A crop duster sprays a field of crops in Alabama. Photograph: Dave Martin/AP)
Evidence is ‘compelling’ that organophosphates increase risk of reduced IQs, memory and attention deficits, and autism for prenatal children
October 24, 2018
Evidence that an entire class of pesticides threatens the health of children and pregnant women is now so arresting that the substances should be banned, an expert panel of toxicologists has said.
Exposure to organophosphates (OPs) increases the risk of reduced IQs, memory and attention deficits, and autism for prenatal children, according to the paper, published in Plos Medicine.
More than 10,000 tonnes of OP pesticides are sprayed in 24 European countries each year and usage is higher in the US, where the Trump administration is appealing against a federal court ban on chlorpyrifos, one of the most popular agricultural insecticides.
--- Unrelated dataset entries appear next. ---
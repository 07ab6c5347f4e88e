/*
 *
 *
 *
 *
 * MIT License
 * Copyright (c) 2025. Dwight J. Browne
 * dwight[-at-]dwightjbrowne[-dot-]com
 *
 *
 * Permission is hereby granted, free of charge, to any person obtaining a copy
 * of this software and associated documentation files (the "Software"), to deal
 * in the Software without restriction, including without limitation the rights
 * to use, copy, modify, merge, publish, distribute, sublicense, and/or sell
 * copies of the Software, and to permit persons to whom the Software is
 * furnished to do so, subject to the following conditions:
 *
 * The above copyright notice and this permission notice shall be included in all
 * copies or substantial portions of the Software.
 *
 * THE SOFTWARE IS PROVIDED "AS IS", WITHOUT WARRANTY OF ANY KIND, EXPRESS OR
 * IMPLIED, INCLUDING BUT NOT LIMITED TO THE WARRANTIES OF MERCHANTABILITY,
 * FITNESS FOR A PARTICULAR PURPOSE AND NONINFRINGEMENT. IN NO EVENT SHALL THE
 * AUTHORS OR COPYRIGHT HOLDERS BE LIABLE FOR ANY CLAIM, DAMAGES OR OTHER
 * LIABILITY, WHETHER IN AN ACTION OF CONTRACT, TORT OR OTHERWISE, ARISING FROM,
 * OUT OF OR IN CONNECTION WITH THE SOFTWARE OR THE USE OR OTHER DEALINGS IN THE
 * SOFTWARE.
 */

//! Bybit coin info adapter.

use crate::error::{CollectorError, CollectorResult};
use crate::providers::AdapterContext;
use crate::traits::ExchangeAdapter;
use async_trait::async_trait;
use dw_core::ExchangeId;
use dw_models::de::text;
use dw_models::{ChainEntry, ChainStatus, ExchangeEntry, TokenRecord, TokenSet};
use serde::Deserialize;
use serde_json::Value;
use tracing::{debug, info};

/// Bybit adapter. The listing has one row per coin with a chain list.
pub struct BybitAdapter {
  ctx: AdapterContext,
}

#[derive(Debug, Deserialize)]
#[serde(rename_all = "camelCase")]
struct BybitEnvelope {
  ret_code: Option<i64>,
  #[serde(default, deserialize_with = "text")]
  ret_msg: String,
  result: Option<BybitResult>,
}

#[derive(Debug, Deserialize)]
struct BybitResult {
  rows: Option<Vec<BybitCoin>>,
}

#[derive(Debug, Deserialize)]
struct BybitCoin {
  #[serde(default, deserialize_with = "text")]
  coin: String,
  #[serde(default, deserialize_with = "text")]
  name: String,
  #[serde(default)]
  chains: Option<Vec<BybitChain>>,
}

#[derive(Debug, Deserialize)]
#[serde(rename_all = "camelCase")]
struct BybitChain {
  #[serde(default, deserialize_with = "text")]
  chain: String,
  chain_deposit: Option<Value>,
  chain_withdraw: Option<Value>,
  #[serde(default, deserialize_with = "text")]
  withdraw_min: String,
  #[serde(default, deserialize_with = "text")]
  withdraw_fee: String,
}

impl BybitAdapter {
  pub fn new(ctx: AdapterContext) -> Self {
    Self { ctx }
  }
}

#[async_trait]
impl ExchangeAdapter for BybitAdapter {
  fn exchange(&self) -> ExchangeId {
    ExchangeId::Bybit
  }

  async fn fetch_tokens(&self) -> CollectorResult<Vec<TokenRecord>> {
    let body = self.ctx.fetch_listing(ExchangeId::Bybit).await?;
    let tokens = parse(&body)?;
    info!("Successfully processed {} tokens from Bybit", tokens.len());
    Ok(tokens)
  }
}

/// Map a Bybit `/v5/asset/coin/query-info` body.
///
/// Each row becomes its own `Bybit` entry. Bybit publishes no contract
/// addresses.
pub fn parse(body: &str) -> CollectorResult<Vec<TokenRecord>> {
  let envelope: BybitEnvelope = serde_json::from_str(body)?;
  if envelope.ret_code != Some(0) {
    return Err(CollectorError::ApiError {
      exchange: ExchangeId::Bybit,
      code: envelope.ret_code.map(|c| c.to_string()).unwrap_or_default(),
      message: envelope.ret_msg,
    });
  }
  let rows = envelope
    .result
    .and_then(|r| r.rows)
    .ok_or_else(|| CollectorError::invalid(ExchangeId::Bybit, "missing result.rows"))?;
  debug!("Bybit returned {} coins", rows.len());

  let name = ExchangeId::Bybit.display_name();
  let mut tokens = TokenSet::new();
  for row in rows {
    let mut entry = ExchangeEntry::new(name);
    for chain in row.chains.unwrap_or_default() {
      entry.chains.push(ChainEntry {
        chain: chain.chain,
        deposit_status: ChainStatus::from_enabled(chain.chain_deposit.as_ref()),
        withdraw_status: ChainStatus::from_enabled(chain.chain_withdraw.as_ref()),
        contract_address: String::new(),
        min_withdraw: chain.withdraw_min,
        withdraw_fee: chain.withdraw_fee,
      });
    }
    tokens.push_exchange(&row.coin, &row.name, entry);
  }

  Ok(tokens.into_vec())
}

#[cfg(test)]
mod tests {
  use super::*;
  use crate::providers::test_support::context_for;
  use std::time::Duration;
  use tempfile::TempDir;
  use wiremock::matchers::method;
  use wiremock::{Mock, MockServer, ResponseTemplate};

  const BODY: &str = r#"{
    "retCode": 0,
    "retMsg": "success",
    "result": {
      "rows": [
        {
          "name": "MANTA",
          "coin": "MANTA",
          "chains": [
            {"chain": "MANTA", "chainDeposit": "1", "chainWithdraw": "0",
             "withdrawMin": "2", "withdrawFee": "0.5"},
            {"chain": "ETH", "chainDeposit": "1", "chainWithdraw": "1",
             "withdrawMin": "4.5", "withdrawFee": ""}
          ]
        },
        {"name": "", "coin": "USDC", "chains": []}
      ]
    }
  }"#;

  #[test]
  fn test_parse_rows() {
    let tokens = parse(BODY).unwrap();
    assert_eq!(tokens.len(), 2);

    let manta = &tokens[0];
    assert_eq!(manta.exchanges[0].name, "Bybit");
    let chains = &manta.exchanges[0].chains;
    assert_eq!(chains.len(), 2);
    assert_eq!(chains[0].deposit_status, ChainStatus::Open);
    assert_eq!(chains[0].withdraw_status, ChainStatus::Closed);
    assert_eq!(chains[0].contract_address, "");
    assert_eq!(chains[1].withdraw_status, ChainStatus::Open);
    assert_eq!(chains[1].withdraw_fee, "");

    assert_eq!(tokens[1].name, "USDC");
    assert_eq!(tokens[1].exchanges.len(), 1);
  }

  #[test]
  fn test_parse_rejects_non_zero_ret_code() {
    let result = parse(r#"{"retCode": 10003, "retMsg": "API key is invalid.", "result": {}}"#);
    assert!(matches!(result, Err(CollectorError::ApiError { ref code, .. }) if code == "10003"));

    assert!(matches!(parse(r#"{"retCode": 0, "result": {}}"#), Err(CollectorError::InvalidResponse { .. })));
  }

  #[tokio::test]
  async fn test_fetch_fails_closed_on_timeout() {
    let server = MockServer::start().await;
    Mock::given(method("GET"))
      .respond_with(ResponseTemplate::new(200).set_body_string(BODY).set_delay(Duration::from_secs(2)))
      .mount(&server)
      .await;

    let dir = TempDir::new().unwrap();
    let adapter = BybitAdapter::new(context_for(&server, dir.path()));
    assert!(matches!(
      adapter.fetch_tokens().await,
      Err(CollectorError::Client(dw_core::Error::Timeout(_)))
    ));
  }
}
Irva Hertz-Picciotto, the paper’s lead author and director of the UC Davis environmental health sciences centre, said: “We have compelling evidence from dozens of human studies that exposures of pregnant women to very low levels of organophosphate pesticides put children and foetuses at risk for developmental problems that may last a lifetime. By law, the EPA cannot ignore such clear findings: It’s time for a ban not just on chlorpyrifos, but all organophosphate pesticides.”